:: Problem ::
How do the records below read from their first line through the line containing "- **Answer**: a"? Write those lines out exactly.

(Stored items)
- - -
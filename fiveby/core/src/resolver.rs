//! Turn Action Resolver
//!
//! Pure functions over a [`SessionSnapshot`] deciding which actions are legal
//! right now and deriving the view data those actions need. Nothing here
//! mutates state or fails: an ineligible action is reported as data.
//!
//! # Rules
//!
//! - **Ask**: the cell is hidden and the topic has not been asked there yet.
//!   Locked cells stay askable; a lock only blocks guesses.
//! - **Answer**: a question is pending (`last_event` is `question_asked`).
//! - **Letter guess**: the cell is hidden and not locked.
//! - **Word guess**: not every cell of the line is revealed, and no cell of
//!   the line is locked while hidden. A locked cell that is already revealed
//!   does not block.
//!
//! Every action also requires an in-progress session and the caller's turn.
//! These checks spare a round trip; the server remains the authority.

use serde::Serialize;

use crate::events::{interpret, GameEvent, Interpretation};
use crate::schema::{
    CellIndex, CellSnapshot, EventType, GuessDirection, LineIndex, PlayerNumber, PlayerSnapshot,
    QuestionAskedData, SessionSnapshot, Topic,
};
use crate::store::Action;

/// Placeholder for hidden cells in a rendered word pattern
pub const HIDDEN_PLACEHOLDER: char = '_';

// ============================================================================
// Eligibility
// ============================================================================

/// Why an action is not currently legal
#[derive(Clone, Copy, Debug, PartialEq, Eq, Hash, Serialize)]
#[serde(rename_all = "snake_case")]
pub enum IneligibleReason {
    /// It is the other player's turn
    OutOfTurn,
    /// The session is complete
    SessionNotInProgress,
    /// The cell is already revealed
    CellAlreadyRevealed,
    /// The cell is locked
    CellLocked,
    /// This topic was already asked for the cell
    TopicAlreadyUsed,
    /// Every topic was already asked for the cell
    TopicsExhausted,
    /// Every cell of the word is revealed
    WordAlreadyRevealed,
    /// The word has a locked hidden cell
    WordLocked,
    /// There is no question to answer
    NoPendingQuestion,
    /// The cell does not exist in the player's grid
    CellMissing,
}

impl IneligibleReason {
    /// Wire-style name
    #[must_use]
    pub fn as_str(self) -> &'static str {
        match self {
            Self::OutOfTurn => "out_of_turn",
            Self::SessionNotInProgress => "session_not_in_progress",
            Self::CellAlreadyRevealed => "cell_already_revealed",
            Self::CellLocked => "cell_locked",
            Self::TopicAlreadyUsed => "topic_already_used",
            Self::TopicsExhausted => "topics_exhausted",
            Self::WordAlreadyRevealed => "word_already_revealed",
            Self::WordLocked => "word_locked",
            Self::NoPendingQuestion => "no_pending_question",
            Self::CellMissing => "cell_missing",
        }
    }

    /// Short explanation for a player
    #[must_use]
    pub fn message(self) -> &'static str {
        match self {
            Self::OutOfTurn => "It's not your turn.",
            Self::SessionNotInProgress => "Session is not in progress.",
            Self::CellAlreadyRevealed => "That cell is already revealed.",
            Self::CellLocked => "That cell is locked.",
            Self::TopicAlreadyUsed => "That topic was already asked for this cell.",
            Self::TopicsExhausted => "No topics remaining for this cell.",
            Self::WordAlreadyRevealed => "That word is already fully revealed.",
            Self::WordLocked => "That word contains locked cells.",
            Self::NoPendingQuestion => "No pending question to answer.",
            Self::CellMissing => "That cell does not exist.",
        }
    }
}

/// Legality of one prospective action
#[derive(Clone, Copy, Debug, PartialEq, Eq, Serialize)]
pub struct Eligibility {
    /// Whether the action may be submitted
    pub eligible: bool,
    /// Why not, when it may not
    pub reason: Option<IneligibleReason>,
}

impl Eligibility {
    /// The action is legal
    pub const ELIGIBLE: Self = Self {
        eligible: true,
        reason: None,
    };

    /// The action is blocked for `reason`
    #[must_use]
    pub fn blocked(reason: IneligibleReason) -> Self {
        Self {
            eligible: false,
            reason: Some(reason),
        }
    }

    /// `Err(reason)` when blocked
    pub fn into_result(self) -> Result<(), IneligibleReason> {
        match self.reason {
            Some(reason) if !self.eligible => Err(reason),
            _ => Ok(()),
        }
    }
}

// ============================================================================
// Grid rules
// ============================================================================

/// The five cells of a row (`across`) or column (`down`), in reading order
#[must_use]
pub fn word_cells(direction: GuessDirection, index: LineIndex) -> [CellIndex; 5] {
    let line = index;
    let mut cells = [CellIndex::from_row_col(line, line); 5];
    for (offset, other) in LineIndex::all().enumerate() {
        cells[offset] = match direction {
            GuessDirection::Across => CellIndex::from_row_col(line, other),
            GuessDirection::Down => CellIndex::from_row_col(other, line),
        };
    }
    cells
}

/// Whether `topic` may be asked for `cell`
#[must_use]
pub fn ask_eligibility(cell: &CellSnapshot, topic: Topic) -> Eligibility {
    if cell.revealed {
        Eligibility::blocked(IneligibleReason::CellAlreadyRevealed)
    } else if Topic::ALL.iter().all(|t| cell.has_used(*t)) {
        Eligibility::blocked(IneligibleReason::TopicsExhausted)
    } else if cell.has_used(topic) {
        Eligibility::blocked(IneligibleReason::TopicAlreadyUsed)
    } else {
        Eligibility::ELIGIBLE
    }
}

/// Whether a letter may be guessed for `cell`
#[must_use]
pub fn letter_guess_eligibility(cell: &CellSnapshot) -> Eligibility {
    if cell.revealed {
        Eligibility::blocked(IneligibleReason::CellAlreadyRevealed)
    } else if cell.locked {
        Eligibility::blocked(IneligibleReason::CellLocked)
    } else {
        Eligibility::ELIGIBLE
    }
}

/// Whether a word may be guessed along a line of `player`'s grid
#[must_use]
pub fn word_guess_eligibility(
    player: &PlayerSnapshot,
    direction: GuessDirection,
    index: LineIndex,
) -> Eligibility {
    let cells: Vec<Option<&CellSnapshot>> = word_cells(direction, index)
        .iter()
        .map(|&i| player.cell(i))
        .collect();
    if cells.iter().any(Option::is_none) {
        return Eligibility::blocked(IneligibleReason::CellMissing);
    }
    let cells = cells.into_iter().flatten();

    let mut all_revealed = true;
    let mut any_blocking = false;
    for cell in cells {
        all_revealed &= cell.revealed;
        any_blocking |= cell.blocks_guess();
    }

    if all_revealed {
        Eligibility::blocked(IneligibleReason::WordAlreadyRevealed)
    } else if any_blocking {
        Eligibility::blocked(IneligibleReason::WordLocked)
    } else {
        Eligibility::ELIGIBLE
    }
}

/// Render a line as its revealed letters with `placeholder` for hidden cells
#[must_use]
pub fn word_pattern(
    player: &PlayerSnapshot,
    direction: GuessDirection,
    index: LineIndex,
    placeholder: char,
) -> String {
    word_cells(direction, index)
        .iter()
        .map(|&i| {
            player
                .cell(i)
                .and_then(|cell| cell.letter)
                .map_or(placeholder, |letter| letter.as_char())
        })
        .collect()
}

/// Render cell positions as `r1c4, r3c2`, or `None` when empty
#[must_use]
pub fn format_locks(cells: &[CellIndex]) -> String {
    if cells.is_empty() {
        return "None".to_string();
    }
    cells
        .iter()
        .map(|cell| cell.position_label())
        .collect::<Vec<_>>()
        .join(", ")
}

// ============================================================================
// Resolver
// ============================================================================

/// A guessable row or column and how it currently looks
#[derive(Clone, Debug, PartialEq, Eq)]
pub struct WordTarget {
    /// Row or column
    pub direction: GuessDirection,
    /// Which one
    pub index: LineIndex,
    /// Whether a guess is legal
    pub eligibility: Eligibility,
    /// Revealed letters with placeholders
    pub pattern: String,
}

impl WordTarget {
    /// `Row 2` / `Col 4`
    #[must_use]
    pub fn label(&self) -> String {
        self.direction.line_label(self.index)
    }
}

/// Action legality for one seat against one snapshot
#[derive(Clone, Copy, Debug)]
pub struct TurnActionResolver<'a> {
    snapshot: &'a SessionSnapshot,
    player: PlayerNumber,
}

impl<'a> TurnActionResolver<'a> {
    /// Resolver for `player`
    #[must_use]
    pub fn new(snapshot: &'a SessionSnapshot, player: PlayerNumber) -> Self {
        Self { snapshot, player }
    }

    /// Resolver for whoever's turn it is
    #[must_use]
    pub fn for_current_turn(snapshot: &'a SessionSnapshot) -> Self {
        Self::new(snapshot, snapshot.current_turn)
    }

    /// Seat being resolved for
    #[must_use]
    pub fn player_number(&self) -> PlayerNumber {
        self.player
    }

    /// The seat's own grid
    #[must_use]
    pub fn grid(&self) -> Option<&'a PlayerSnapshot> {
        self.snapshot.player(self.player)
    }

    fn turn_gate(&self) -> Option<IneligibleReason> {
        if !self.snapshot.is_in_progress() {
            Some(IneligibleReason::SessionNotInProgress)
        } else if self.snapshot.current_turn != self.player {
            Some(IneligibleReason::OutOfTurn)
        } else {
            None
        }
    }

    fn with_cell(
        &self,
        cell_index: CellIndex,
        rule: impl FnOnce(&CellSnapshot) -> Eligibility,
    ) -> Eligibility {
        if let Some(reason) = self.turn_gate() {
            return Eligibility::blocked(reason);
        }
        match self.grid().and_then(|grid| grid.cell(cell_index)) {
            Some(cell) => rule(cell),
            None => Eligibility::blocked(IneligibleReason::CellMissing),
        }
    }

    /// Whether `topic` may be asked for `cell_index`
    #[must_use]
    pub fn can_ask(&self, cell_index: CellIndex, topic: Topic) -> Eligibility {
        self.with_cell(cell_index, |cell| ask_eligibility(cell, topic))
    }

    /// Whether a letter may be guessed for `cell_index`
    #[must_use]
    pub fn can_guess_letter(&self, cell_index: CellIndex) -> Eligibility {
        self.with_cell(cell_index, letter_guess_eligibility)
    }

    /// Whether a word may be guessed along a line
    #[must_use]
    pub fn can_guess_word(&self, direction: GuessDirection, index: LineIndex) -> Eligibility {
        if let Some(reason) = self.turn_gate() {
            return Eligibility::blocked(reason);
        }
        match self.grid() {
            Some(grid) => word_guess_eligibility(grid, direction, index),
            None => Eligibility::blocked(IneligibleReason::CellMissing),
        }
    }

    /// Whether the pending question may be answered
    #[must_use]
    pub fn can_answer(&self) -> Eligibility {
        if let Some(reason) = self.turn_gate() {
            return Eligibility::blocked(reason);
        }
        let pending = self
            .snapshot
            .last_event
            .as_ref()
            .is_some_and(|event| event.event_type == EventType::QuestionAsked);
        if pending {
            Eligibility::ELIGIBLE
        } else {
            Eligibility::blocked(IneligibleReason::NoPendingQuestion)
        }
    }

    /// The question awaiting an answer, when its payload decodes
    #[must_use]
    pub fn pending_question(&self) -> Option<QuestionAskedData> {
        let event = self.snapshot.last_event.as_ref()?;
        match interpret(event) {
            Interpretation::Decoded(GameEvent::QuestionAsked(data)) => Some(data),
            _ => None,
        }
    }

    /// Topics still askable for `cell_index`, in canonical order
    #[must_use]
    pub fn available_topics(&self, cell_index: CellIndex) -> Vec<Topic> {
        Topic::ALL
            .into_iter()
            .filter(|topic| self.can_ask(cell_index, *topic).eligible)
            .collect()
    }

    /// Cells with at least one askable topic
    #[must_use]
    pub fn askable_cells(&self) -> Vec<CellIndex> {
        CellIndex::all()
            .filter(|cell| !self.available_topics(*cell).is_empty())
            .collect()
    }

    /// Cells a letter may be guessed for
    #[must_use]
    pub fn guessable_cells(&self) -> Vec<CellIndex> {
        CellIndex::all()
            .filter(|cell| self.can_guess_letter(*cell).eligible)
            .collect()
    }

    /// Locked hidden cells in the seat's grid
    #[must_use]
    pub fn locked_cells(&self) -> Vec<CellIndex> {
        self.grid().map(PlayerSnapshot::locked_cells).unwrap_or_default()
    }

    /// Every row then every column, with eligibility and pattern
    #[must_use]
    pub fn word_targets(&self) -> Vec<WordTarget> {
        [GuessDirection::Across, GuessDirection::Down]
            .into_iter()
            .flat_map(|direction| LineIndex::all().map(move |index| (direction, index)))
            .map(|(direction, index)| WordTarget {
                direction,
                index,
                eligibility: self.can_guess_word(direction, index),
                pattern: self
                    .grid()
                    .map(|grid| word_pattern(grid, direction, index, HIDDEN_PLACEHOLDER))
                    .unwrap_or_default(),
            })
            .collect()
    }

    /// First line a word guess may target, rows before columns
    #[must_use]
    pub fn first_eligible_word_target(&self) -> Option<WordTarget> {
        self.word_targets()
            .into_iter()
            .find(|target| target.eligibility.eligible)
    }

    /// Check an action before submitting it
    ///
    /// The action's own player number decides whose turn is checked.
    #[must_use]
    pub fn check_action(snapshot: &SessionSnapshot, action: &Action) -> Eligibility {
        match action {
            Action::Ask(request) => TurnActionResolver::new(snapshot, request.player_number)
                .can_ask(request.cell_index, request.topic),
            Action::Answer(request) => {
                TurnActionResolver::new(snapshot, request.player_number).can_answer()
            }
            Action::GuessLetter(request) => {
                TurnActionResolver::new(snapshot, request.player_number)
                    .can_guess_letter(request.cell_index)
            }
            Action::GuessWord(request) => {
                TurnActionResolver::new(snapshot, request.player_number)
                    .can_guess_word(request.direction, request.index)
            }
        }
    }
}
- - -
:: Exercise result ::
filename fiveby/core/src/resolver.rs
//! Turn Action Resolver
//!
//! Pure functions over a [`SessionSnapshot`] deciding which actions are legal
//! right now and deriving the view data those actions need. Nothing here
//! mutates state or fails: an ineligible action is reported as data.
//!
//! # Rules
//!
//! - **Ask**: the cell is hidden and the topic has not been asked there yet.
//!   Locked cells stay askable; a lock only blocks guesses.
//! - **Answer**: a question is pending (`last_event` is `question_asked`).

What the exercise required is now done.